//! Transport-agnostic RPC message codec.
//!
//! Converts requests and responses to self-describing JSON and back.
//!
//! ```text
//! ┌────────────────────────────────────────────────────────────┐
//! │                      Codec Stack                           │
//! │                                                            │
//! │  ┌──────────┐   ┌──────────┐   ┌────────────────────────┐  │
//! │  │ Message  │──▶│  Codec   │──▶│ bytes (to transport)   │  │
//! │  │ Req/Resp │   │ (JSON)   │   └────────────────────────┘  │
//! │  └──────────┘   └──────────┘                               │
//! │       ▲              │                                     │
//! │       │              ▼                                     │
//! │  ┌──────────┐   ┌──────────┐                               │
//! │  │ AnyValue │◀─▶│ Registry │   (wire key ↔ Rust type)      │
//! │  └──────────┘   └──────────┘                               │
//! └────────────────────────────────────────────────────────────┘
//! ```

pub mod codec;
pub mod message;
pub mod registry;
pub mod value;

pub use codec::{Codec, JsonCodec, Payload};
pub use message::{Message, MessageKind, Request, Response};
pub use registry::TypeRegistry;
pub use value::AnyValue;
//! Type registry: maps stable wire keys to concrete Rust types.
//!
//! ```text
//!   encode:  AnyValue ──TypeId──▶ key + encode fn ──▶ {"Type": key, "Content": ..}
//!   decode:  {"Type": key, ..} ──key──▶ decode fn ──▶ AnyValue
//! ```
//!
//! Every type that may travel as an argument or result must be registered
//! on both ends under the same key. The registry is filled at startup and
//! then shared read-only behind an `Arc`.

use core::any::{Any, TypeId};
use std::collections::HashMap;

use serde::Serialize;
use serde::de::DeserializeOwned;
use serde_json::Value;

use super::value::AnyValue;
use crate::error::{Error, Result};

type EncodeFn = fn(&(dyn Any + Send + Sync)) -> serde_json::Result<Value>;
type DecodeFn = fn(Value) -> serde_json::Result<AnyValue>;

struct Entry {
    encode: EncodeFn,
    decode: DecodeFn,
}

/// Keyed lookup of registered wire types.
#[derive(Default)]
pub struct TypeRegistry {
    by_key: HashMap<String, Entry>,
    by_type: HashMap<TypeId, String>,
}

fn encode_as<T>(value: &(dyn Any + Send + Sync)) -> serde_json::Result<Value>
where
    T: Serialize + DeserializeOwned + 'static,
{
    let Some(v) = value.downcast_ref::<T>() else {
        return Err(not_a::<T>());
    };
    let content = serde_json::to_value(v)?;
    // serde_json writes non-finite floats as null; such content must decode
    // back into T or it never goes on the wire.
    if contains_null(&content) {
        if let Err(e) = serde_json::from_value::<T>(content.clone()) {
            return Err(serde::ser::Error::custom(format!(
                "{} would not decode: {e}",
                core::any::type_name::<T>()
            )));
        }
    }
    Ok(content)
}

fn decode_as<T: DeserializeOwned + Send + Sync + 'static>(content: Value) -> serde_json::Result<AnyValue> {
    serde_json::from_value::<T>(content).map(AnyValue::new)
}

fn not_a<T>() -> serde_json::Error {
    serde::ser::Error::custom(format!("value is not a {}", core::any::type_name::<T>()))
}

fn contains_null(value: &Value) -> bool {
    match value {
        Value::Null => true,
        Value::Array(items) => items.iter().any(contains_null),
        Value::Object(fields) => fields.values().any(contains_null),
        _ => false,
    }
}

// ---------------------------------------------------------------------------
// Floats: non-finite values travel as "NaN" / "Infinity" / "-Infinity"
// ---------------------------------------------------------------------------

const NAN: &str = "NaN";
const INFINITY: &str = "Infinity";
const NEG_INFINITY: &str = "-Infinity";

trait WireFloat: Copy + Into<f64> + Serialize + DeserializeOwned + Send + Sync + 'static {
    fn from_wide(v: f64) -> Self;
}

impl WireFloat for f32 {
    #[allow(clippy::cast_possible_truncation)]
    fn from_wide(v: f64) -> Self {
        v as f32
    }
}

impl WireFloat for f64 {
    fn from_wide(v: f64) -> Self {
        v
    }
}

fn encode_float<T: WireFloat>(value: &(dyn Any + Send + Sync)) -> serde_json::Result<Value> {
    let Some(&v) = value.downcast_ref::<T>() else {
        return Err(not_a::<T>());
    };
    let wide: f64 = v.into();
    let content = if wide.is_nan() {
        Value::from(NAN)
    } else if wide.is_infinite() {
        Value::from(if wide.is_sign_positive() { INFINITY } else { NEG_INFINITY })
    } else {
        serde_json::to_value(v)?
    };
    Ok(content)
}

fn decode_float<T: WireFloat>(content: Value) -> serde_json::Result<AnyValue> {
    let v = match content {
        Value::String(s) => T::from_wide(match s.as_str() {
            NAN => f64::NAN,
            INFINITY => f64::INFINITY,
            NEG_INFINITY => f64::NEG_INFINITY,
            other => {
                return Err(serde::de::Error::custom(format!(
                    "invalid float string `{other}`"
                )));
            }
        }),
        other => serde_json::from_value::<T>(other)?,
    };
    Ok(AnyValue::new(v))
}

impl TypeRegistry {
    /// Empty registry.
    pub fn new() -> Self {
        Self::default()
    }

    /// Registry pre-loaded with the builtin scalar and collection keys.
    pub fn with_builtins() -> Self {
        let mut reg = Self::new();
        reg.register_builtins();
        reg
    }

    fn register_builtins(&mut self) {
        self.insert::<bool>("bool");
        self.insert::<i8>("i8");
        self.insert::<i16>("i16");
        self.insert::<i32>("i32");
        self.insert::<i64>("i64");
        self.insert::<u8>("u8");
        self.insert::<u16>("u16");
        self.insert::<u32>("u32");
        self.insert::<u64>("u64");
        self.insert_with::<f32>("f32", encode_float::<f32>, decode_float::<f32>);
        self.insert_with::<f64>("f64", encode_float::<f64>, decode_float::<f64>);
        self.insert::<char>("char");
        self.insert::<String>("string");
        self.insert::<()>("unit");
        self.insert::<Value>("json");
        self.insert::<Vec<u8>>("bytes");
        self.insert::<Vec<String>>("strings");
    }

    fn insert<T>(&mut self, key: &str)
    where
        T: Serialize + DeserializeOwned + Send + Sync + 'static,
    {
        self.insert_with::<T>(key, encode_as::<T>, decode_as::<T>);
    }

    fn insert_with<T: 'static>(&mut self, key: &str, encode: EncodeFn, decode: DecodeFn) {
        self.by_key.insert(key.to_owned(), Entry { encode, decode });
        self.by_type.insert(TypeId::of::<T>(), key.to_owned());
    }

    /// Bind `key` to `T`.
    ///
    /// Fails if the key is already bound or `T` already has a key.
    pub fn register<T>(&mut self, key: &str) -> Result<&mut Self>
    where
        T: Serialize + DeserializeOwned + Send + Sync + 'static,
    {
        if self.by_key.contains_key(key) {
            return Err(Error::DuplicateRegistration(key.to_owned()));
        }
        if let Some(existing) = self.by_type.get(&TypeId::of::<T>()) {
            return Err(Error::DuplicateRegistration(format!(
                "{} (already registered as `{existing}`)",
                core::any::type_name::<T>()
            )));
        }
        self.insert::<T>(key);
        Ok(self)
    }

    pub fn contains(&self, key: &str) -> bool {
        self.by_key.contains_key(key)
    }

    /// Wire key registered for `T`, if any.
    pub fn key_of<T: 'static>(&self) -> Option<&str> {
        self.by_type.get(&TypeId::of::<T>()).map(String::as_str)
    }

    pub fn len(&self) -> usize {
        self.by_key.len()
    }

    pub fn is_empty(&self) -> bool {
        self.by_key.is_empty()
    }

    /// Registered keys, in no particular order.
    pub fn keys(&self) -> impl Iterator<Item = &str> {
        self.by_key.keys().map(String::as_str)
    }

    /// Resolve a value to its wire key and serialized content.
    pub(crate) fn encode(&self, value: &AnyValue) -> Result<(&str, Value)> {
        let key = self
            .by_type
            .get(&value.type_id())
            .ok_or(Error::UnregisteredType(value.type_name()))?;
        // by_type and by_key are always updated together.
        let entry = self
            .by_key
            .get(key)
            .ok_or(Error::UnregisteredType(value.type_name()))?;
        let content = (entry.encode)(value.as_any())?;
        Ok((key.as_str(), content))
    }

    /// Resolve `key` and deserialize `content` into the bound type.
    pub(crate) fn decode(&self, key: &str, content: Value) -> Result<AnyValue> {
        let entry = self
            .by_key
            .get(key)
            .ok_or_else(|| Error::UnknownType(key.to_owned()))?;
        (entry.decode)(content).map_err(|source| Error::Content {
            key: key.to_owned(),
            source,
        })
    }
}

impl core::fmt::Debug for TypeRegistry {
    fn fmt(&self, f: &mut core::fmt::Formatter<'_>) -> core::fmt::Result {
        let mut keys: Vec<&str> = self.keys().collect();
        keys.sort_unstable();
        f.debug_struct("TypeRegistry").field("keys", &keys).finish()
    }
}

______________________________

What is needed —
From the records above, copy every line that includes the word "crate".

Response to the exercise —
use crate::error::{Error, Result};
    pub(crate) fn encode(&self, value: &AnyValue) -> Result<(&str, Value)> {
    pub(crate) fn decode(&self, key: &str, content: Value) -> Result<AnyValue> {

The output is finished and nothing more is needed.